In the early 1950s nuclear physicists were for the most part unexcited by the light-water reactor’s potential. By the time the nuclear age was just ten years old they already knew of many kinds of fuel, various moderators (as well as designs that needed no moderation) and many ways of getting heat out of reactors. They were excited by “breeder” reactors that both burned and created plutonium. America’s first was built in 1951, and the assumption was that any nuclear-energy economy worth the name would make use of the technology’s miraculous ability to produce its own fuel. The fascination continued for decades. Breeder reactors have been built in Russia, Britain, Germany, India, China, France and Japan as well as America. But they have not proved remotely attractive enough for commercial development in a world which seemed to have plenty of uranium.
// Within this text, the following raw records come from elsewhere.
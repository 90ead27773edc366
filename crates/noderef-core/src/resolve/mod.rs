//! Version resolution against installed plugin packages.
//!
//! The catalog reports coarse versions (`2`); the installed code declares
//! the real one (`2.2`). For every node file a package lists, the resolver
//! first asks a `node` probe, then falls back to reading the source text.
//! Results are collected per package into a [`VersionOverrides`]
//! accumulator and merged by [`Resolver::resolve`] in configured order.

pub mod dynamic;
pub mod source;

pub use dynamic::{parse_probe_output, NodeProbe, ProbeHit};
pub use source::{extract_static, DescriptionAnchor, StaticMatch, VersionShape};

use crate::config::{PluginPackage, RefreshConfig};
use crate::model::NodeVersion;
use crate::pkg::{read_manifest, InstalledPackages};
use futures::stream::{self, StreamExt};
use rayon::prelude::*;
use serde::Serialize;
use std::collections::btree_map::{self, BTreeMap};
use std::io;
use std::path::{Path, PathBuf};
use std::time::Duration;
use thiserror::Error;
use tracing::{debug, info, warn};

/// Why a single node file produced no version.
#[derive(Debug, Error)]
pub enum ExtractError {
    #[error("failed to read source: {0}")]
    Read(#[from] io::Error),

    #[error("no description block found")]
    NoDescription,

    #[error("description has no name")]
    NoName,

    #[error("description declares no version")]
    NoVersion,

    #[error("probe failed: {0}")]
    Probe(String),

    #[error("probe timed out after {0:?}")]
    Timeout(Duration),
}

/// How a version was obtained.
#[derive(Debug, Clone, Copy, PartialEq, Eq, Serialize)]
#[serde(rename_all = "lowercase")]
pub enum Strategy {
    Dynamic,
    Static,
}

/// A resolved version and where it came from.
#[derive(Debug, Clone, PartialEq)]
pub struct Override {
    pub version: NodeVersion,
    pub strategy: Strategy,
}

/// Resolved versions keyed by `<package>.<node name>`.
#[derive(Debug, Clone, Default, PartialEq)]
pub struct VersionOverrides {
    entries: BTreeMap<String, Override>,
}

impl VersionOverrides {
    #[must_use]
    pub fn new() -> Self {
        Self::default()
    }

    #[must_use]
    pub fn get(&self, identifier: &str) -> Option<&NodeVersion> {
        self.entries.get(identifier).map(|o| &o.version)
    }

    #[must_use]
    pub fn len(&self) -> usize {
        self.entries.len()
    }

    #[must_use]
    pub fn is_empty(&self) -> bool {
        self.entries.is_empty()
    }

    pub fn iter(&self) -> impl Iterator<Item = (&str, &Override)> {
        self.entries.iter().map(|(k, v)| (k.as_str(), v))
    }

    /// Number of entries resolved with `strategy`.
    #[must_use]
    pub fn count_by(&self, strategy: Strategy) -> usize {
        self.entries
            .values()
            .filter(|o| o.strategy == strategy)
            .count()
    }

    /// Insert unless `identifier` is already present. Returns whether it was
    /// inserted.
    pub fn insert_first(&mut self, identifier: String, version: NodeVersion, strategy: Strategy) -> bool {
        match self.entries.entry(identifier) {
            btree_map::Entry::Vacant(slot) => {
                slot.insert(Override { version, strategy });
                true
            }
            btree_map::Entry::Occupied(_) => false,
        }
    }

    /// Merge a later package's results.
    ///
    /// New identifiers are added. An existing identifier is replaced only by
    /// an equal or higher version; downgrades are refused and counted.
    pub fn merge(&mut self, later: VersionOverrides) -> usize {
        let mut refused = 0;
        for (identifier, incoming) in later.entries {
            match self.entries.entry(identifier) {
                btree_map::Entry::Vacant(slot) => {
                    slot.insert(incoming);
                }
                btree_map::Entry::Occupied(mut slot) => {
                    if incoming.version.cmp_value(&slot.get().version).is_lt() {
                        warn!(
                            node = %slot.key(),
                            kept = %slot.get().version,
                            refused = %incoming.version,
                            "Ignoring version downgrade"
                        );
                        refused += 1;
                    } else {
                        slot.insert(incoming);
                    }
                }
            }
        }
        refused
    }
}

/// Per-package outcome, reported in the run summary.
#[derive(Debug, Clone, Default, PartialEq, Eq, Serialize)]
pub struct PackageStats {
    pub package: String,
    pub files: usize,
    pub dynamic: usize,
    #[serde(rename = "static")]
    pub static_count: usize,
    pub failed: usize,
    pub duplicates: usize,
    #[serde(skip_serializing_if = "Option::is_none")]
    pub error: Option<String>,
}

impl PackageStats {
    fn new(package: &str) -> Self {
        Self {
            package: package.to_string(),
            ..Self::default()
        }
    }
}

/// Result of scanning one package.
#[derive(Debug, Clone, Default)]
pub struct PackageScan {
    pub overrides: VersionOverrides,
    pub stats: PackageStats,
}

/// Result of scanning every configured package.
#[derive(Debug, Clone, Default)]
pub struct ResolveReport {
    pub overrides: VersionOverrides,
    pub packages: Vec<PackageStats>,
    pub downgrades_refused: usize,
}

/// Resolves versions from installed node files.
#[derive(Debug, Clone)]
pub struct Resolver {
    probe: Option<NodeProbe>,
    concurrency: usize,
}

impl Resolver {
    /// Build a resolver from refresh settings. Without a `node` binary every
    /// file is read statically.
    #[must_use]
    pub fn new(config: &RefreshConfig) -> Self {
        let probe = if config.dynamic {
            let probe = NodeProbe::locate(config.node_binary.as_deref(), config.probe_timeout);
            match &probe {
                Some(p) => debug!(node = %p.node().display(), "Dynamic probe enabled"),
                None => warn!("No node binary found; resolving versions from source text only"),
            }
            probe
        } else {
            None
        };
        Self {
            probe,
            concurrency: config.probe_concurrency.max(1),
        }
    }

    /// A resolver that never loads code.
    #[must_use]
    pub fn static_only() -> Self {
        Self {
            probe: None,
            concurrency: 1,
        }
    }

    /// Scan every configured package in order and merge the results.
    pub async fn resolve(&self, installed: &InstalledPackages, packages: &[PluginPackage]) -> ResolveReport {
        let mut report = ResolveReport::default();

        for pkg in packages {
            if let Some(err) = installed.failure(&pkg.name) {
                let mut stats = PackageStats::new(&pkg.name);
                stats.error = Some(err.to_string());
                report.packages.push(stats);
                continue;
            }

            let scan = self
                .scan_package(&pkg.name, &installed.package_dir(&pkg.name))
                .await;
            report.downgrades_refused += report.overrides.merge(scan.overrides);
            report.packages.push(scan.stats);
        }

        info!(
            overrides = report.overrides.len(),
            dynamic = report.overrides.count_by(Strategy::Dynamic),
            static_count = report.overrides.count_by(Strategy::Static),
            "Resolved installed versions"
        );
        report
    }

    /// Resolve every node file listed by the package at `dir`.
    ///
    /// Never fails: a missing manifest is recorded in the stats and yields an
    /// empty scan.
    pub async fn scan_package(&self, name: &str, dir: &Path) -> PackageScan {
        let mut scan = PackageScan {
            overrides: VersionOverrides::new(),
            stats: PackageStats::new(name),
        };

        let manifest = match read_manifest(dir, name) {
            Ok(manifest) => manifest,
            Err(e) => {
                warn!(package = %name, error = %e, "Cannot read package manifest");
                scan.stats.error = Some(e.to_string());
                return scan;
            }
        };
        scan.stats.files = manifest.node_files.len();

        let mut outcomes: Vec<Option<Result<(String, NodeVersion, Strategy), ExtractError>>> =
            manifest.node_files.iter().map(|_| None).collect();

        if let Some(probe) = &self.probe {
            let probed: Vec<_> = stream::iter(manifest.node_files.iter().map(|f| probe.probe(f)))
                .buffered(self.concurrency)
                .collect()
                .await;
            for ((slot, file), result) in outcomes.iter_mut().zip(&manifest.node_files).zip(probed) {
                match result {
                    Ok(hit) => *slot = Some(Ok((hit.name, hit.version, Strategy::Dynamic))),
                    Err(e) => debug!(file = %file.display(), error = %e, "Dynamic probe failed"),
                }
            }
        }

        let pending: Vec<(usize, PathBuf)> = outcomes
            .iter()
            .zip(&manifest.node_files)
            .enumerate()
            .filter(|(_, (slot, _))| slot.is_none())
            .map(|(i, (_, file))| (i, file.clone()))
            .collect();
        for (i, result) in extract_files(pending).await {
            outcomes[i] = Some(result.map(|m| (m.name, m.version, Strategy::Static)));
        }

        for (file, outcome) in manifest.node_files.iter().zip(outcomes) {
            match outcome {
                Some(Ok((node, version, strategy))) => {
                    let identifier = format!("{}.{node}", manifest.name);
                    if scan.overrides.insert_first(identifier, version, strategy) {
                        match strategy {
                            Strategy::Dynamic => scan.stats.dynamic += 1,
                            Strategy::Static => scan.stats.static_count += 1,
                        }
                    } else {
                        scan.stats.duplicates += 1;
                    }
                }
                Some(Err(e)) => {
                    debug!(file = %file.display(), error = %e, "No version resolved");
                    scan.stats.failed += 1;
                }
                None => scan.stats.failed += 1,
            }
        }

        info!(
            package = %manifest.name,
            version = manifest.version.as_deref().unwrap_or("unknown"),
            files = scan.stats.files,
            dynamic = scan.stats.dynamic,
            static_count = scan.stats.static_count,
            failed = scan.stats.failed,
            duplicates = scan.stats.duplicates,
            "Scanned package"
        );
        scan
    }
}

/// Read and statically extract `files` on the rayon pool, keeping indices.
async fn extract_files(
    files: Vec<(usize, PathBuf)>,
) -> Vec<(usize, Result<StaticMatch, ExtractError>)> {
    if files.is_empty() {
        return Vec::new();
    }
    let indices: Vec<usize> = files.iter().map(|(i, _)| *i).collect();

    let joined = tokio::task::spawn_blocking(move || {
        files
            .into_par_iter()
            .map(|(i, path)| (i, extract_file(&path)))
            .collect::<Vec<_>>()
    })
    .await;

    match joined {
        Ok(results) => results,
        Err(e) => indices
            .into_iter()
            .map(|i| (i, Err(ExtractError::Read(io::Error::other(e.to_string())))))
            .collect(),
    }
}

fn extract_file(path: &Path) -> Result<StaticMatch, ExtractError> {
    let source = noderef_util::fs::read_to_string_lossy(path)?;
    extract_static(&source)
}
By 1952 bomb-makers had also massively multiplied the power of their wares by adding nuclear fusion, in which energy is liberated by adding together small nuclei rather than splitting apart large ones. Schemes to make reactors on the same principle sprang up immediately. Sixty years on, this line of research continues, at great expense, without any prospect of commercial plausibility.

Make mine a PWR

The navy did not need exciting ideas; it needed submarine power plants that used available technologies. In Rickover it had an organisational genius capable of creating the industrial base needed to provide them, choosing and training the naval engineers needed to operate them, and instilling in that cadre the meticulous safety culture needed to stop the reactors from going haywire. Under Rickover’s tutelage American industry learned to make PWRs, which it went on to offer to electrical utilities. So PWRs became the mainstay of America’s nuclear-power industry as it grew up in the 1960s, with the boiling-water reactor (BWR)—a similar light-water design, less efficient and unseaworthy but in some ways simpler and possibly safer—providing an alternative. BWRs currently make up 21% of the world’s nuclear capacity, but that figure is set to diminish, not so much because the Fukushima reactors were of that kind (old PWRs in a similar setting would not necessarily have fared better) but because the few countries that ever went for the technology on any scale have little appetite for new plants (America) or none at all (Germany and Japan). The 68% of the world’s nuclear electricity from PWRs is thus set to increase, with other technologies trailing way behind.
Developing a nuclear reactor has never been a matter for barnstorming experimentation

Such homogeneity in a 70-year-old high-technology enterprise is remarkable. Seven decades after the Wright brothers’ first flight there were warplanes that could travel at three times the speed of sound, rockets that could send men to the moon, airliner fleets that carried hundreds of thousands of passengers a day, helicopters that could land on top of skyscrapers. Include unmanned spacecraft, and there really were flights a billion times as long as the Wright brothers’ first and lasting for years. But aircraft were capable of diversity and evolution and could be developed cheaply by small teams of engineers. It is estimated that during the 1920s and 1930s some 100,000 types of aircraft were tried out.
Explore our interactive guide to nuclear power around the world

Developing a nuclear reactor, on the other hand, has never been a matter for barnstorming experimentation, partly because of the risks and partly because of the links to the technologies of the bomb. And whereas there are lots of things you can do with aircraft, more or less the only practical things you can do with a reactor are to make plutonium for bombs, power submarines, produce isotopes used in medicine and generate heat and electricity. Only the last is big business, and it can easily be done by other means. So options have been closed down and eggs have been piled into single baskets. The world went with pretty much the first sort of reactor it saw deployed at scale, contenting itself with increasing its size and trying, over the years, to render it ever less in need of the attentions of the axeman.